GOAL OF THE EXERCISE: Only lines holding the word "predicate" are wanted from the records; copy all of them.

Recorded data
----------
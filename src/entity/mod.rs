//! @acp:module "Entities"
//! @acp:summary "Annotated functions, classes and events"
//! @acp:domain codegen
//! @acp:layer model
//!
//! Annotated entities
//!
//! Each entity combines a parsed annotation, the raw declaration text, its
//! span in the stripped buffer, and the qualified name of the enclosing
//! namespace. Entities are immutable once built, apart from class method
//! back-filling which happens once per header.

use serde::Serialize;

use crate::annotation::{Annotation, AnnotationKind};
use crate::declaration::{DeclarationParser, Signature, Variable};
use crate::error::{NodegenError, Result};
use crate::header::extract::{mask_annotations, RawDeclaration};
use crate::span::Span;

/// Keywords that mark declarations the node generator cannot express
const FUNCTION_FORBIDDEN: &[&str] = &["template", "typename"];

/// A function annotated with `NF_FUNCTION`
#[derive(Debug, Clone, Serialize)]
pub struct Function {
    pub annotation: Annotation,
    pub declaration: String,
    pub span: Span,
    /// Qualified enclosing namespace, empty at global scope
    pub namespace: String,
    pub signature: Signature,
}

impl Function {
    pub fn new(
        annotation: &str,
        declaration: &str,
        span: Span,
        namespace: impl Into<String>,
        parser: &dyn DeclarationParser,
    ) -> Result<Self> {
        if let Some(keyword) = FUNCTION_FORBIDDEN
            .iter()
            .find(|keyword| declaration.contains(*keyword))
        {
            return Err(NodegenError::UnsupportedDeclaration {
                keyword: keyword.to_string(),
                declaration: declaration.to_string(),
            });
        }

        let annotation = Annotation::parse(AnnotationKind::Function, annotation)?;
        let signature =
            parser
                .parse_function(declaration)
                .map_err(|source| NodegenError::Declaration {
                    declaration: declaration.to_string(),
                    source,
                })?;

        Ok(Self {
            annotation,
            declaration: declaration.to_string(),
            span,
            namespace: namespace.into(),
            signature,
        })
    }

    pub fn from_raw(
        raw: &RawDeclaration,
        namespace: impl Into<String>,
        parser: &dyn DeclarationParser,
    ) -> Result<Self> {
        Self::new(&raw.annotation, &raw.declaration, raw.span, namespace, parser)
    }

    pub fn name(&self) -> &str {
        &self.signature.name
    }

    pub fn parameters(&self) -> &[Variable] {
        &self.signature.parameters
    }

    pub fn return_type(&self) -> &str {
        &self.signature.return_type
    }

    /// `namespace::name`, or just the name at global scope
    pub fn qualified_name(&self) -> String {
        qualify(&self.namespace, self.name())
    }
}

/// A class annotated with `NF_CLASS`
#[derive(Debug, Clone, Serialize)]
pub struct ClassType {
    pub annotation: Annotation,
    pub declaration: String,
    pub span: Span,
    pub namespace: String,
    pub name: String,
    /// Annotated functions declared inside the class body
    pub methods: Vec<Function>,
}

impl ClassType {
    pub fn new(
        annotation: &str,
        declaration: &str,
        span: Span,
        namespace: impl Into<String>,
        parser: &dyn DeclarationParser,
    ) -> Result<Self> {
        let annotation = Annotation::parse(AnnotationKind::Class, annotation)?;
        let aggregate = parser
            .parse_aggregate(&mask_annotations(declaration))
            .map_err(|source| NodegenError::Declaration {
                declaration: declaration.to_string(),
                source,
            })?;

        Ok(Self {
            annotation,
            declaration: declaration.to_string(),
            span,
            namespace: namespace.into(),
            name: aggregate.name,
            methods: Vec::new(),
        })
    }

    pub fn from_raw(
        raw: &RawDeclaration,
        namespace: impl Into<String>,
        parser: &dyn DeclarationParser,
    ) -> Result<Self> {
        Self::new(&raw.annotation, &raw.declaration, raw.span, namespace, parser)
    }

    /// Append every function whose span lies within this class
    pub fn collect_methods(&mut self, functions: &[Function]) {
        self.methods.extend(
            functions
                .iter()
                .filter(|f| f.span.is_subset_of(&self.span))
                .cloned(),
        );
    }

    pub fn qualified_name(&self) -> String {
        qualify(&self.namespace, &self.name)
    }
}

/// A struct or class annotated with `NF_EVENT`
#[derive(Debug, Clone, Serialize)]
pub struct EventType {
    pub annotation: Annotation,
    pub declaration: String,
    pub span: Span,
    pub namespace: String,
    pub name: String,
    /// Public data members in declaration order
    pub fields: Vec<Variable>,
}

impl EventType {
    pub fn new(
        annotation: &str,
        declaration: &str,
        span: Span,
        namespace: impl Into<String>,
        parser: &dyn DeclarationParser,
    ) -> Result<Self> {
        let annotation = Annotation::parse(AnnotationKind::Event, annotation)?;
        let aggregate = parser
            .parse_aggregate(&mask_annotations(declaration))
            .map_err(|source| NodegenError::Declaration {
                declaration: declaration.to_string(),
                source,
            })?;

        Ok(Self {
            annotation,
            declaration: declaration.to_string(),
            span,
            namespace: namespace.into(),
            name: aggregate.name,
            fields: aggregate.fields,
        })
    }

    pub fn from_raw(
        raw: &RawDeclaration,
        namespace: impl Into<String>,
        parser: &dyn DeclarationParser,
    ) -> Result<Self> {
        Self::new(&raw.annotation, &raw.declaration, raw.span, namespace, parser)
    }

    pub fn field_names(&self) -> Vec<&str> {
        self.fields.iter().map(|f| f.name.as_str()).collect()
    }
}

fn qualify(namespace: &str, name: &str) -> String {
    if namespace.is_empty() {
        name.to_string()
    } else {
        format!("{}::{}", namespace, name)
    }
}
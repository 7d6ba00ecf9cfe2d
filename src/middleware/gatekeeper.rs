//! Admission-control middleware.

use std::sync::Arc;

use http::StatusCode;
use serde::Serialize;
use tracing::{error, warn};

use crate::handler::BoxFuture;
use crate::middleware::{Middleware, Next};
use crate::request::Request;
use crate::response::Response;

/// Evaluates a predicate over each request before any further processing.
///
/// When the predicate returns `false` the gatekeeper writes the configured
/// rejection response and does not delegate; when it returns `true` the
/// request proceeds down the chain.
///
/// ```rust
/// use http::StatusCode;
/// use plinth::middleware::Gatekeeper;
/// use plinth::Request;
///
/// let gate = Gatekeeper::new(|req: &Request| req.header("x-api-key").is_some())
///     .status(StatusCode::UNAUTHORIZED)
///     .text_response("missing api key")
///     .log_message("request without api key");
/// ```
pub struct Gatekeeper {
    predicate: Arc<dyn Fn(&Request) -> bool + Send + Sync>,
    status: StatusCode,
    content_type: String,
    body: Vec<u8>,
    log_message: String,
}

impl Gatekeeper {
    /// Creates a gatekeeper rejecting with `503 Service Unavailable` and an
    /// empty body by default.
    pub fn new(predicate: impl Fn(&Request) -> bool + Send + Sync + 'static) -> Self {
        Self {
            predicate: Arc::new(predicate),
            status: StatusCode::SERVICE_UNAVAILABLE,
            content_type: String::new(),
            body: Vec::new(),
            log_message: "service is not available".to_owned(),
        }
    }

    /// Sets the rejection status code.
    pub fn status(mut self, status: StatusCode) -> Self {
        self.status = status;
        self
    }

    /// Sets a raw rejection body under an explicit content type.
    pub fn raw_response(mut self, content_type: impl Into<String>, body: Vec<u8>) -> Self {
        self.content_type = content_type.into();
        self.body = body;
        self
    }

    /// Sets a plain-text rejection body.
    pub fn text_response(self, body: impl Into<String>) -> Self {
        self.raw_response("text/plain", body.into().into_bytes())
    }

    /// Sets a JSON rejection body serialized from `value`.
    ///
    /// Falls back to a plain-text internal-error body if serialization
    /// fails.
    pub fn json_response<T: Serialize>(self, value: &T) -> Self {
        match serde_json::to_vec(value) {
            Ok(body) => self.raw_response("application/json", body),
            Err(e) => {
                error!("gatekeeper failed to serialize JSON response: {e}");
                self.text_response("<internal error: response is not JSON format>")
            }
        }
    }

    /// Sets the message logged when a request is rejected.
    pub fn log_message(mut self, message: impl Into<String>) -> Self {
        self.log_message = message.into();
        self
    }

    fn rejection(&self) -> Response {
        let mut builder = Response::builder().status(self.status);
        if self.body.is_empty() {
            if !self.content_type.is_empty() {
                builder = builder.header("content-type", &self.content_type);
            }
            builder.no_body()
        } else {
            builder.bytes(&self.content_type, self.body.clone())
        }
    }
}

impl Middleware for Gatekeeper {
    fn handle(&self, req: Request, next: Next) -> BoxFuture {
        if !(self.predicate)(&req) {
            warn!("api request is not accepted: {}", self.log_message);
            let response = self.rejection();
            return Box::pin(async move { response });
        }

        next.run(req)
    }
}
----------
SOLUTION:
/// Evaluates a predicate over each request before any further processing.
/// When the predicate returns `false` the gatekeeper writes the configured
    predicate: Arc<dyn Fn(&Request) -> bool + Send + Sync>,
    pub fn new(predicate: impl Fn(&Request) -> bool + Send + Sync + 'static) -> Self {
            predicate: Arc::new(predicate),
        if !(self.predicate)(&req) {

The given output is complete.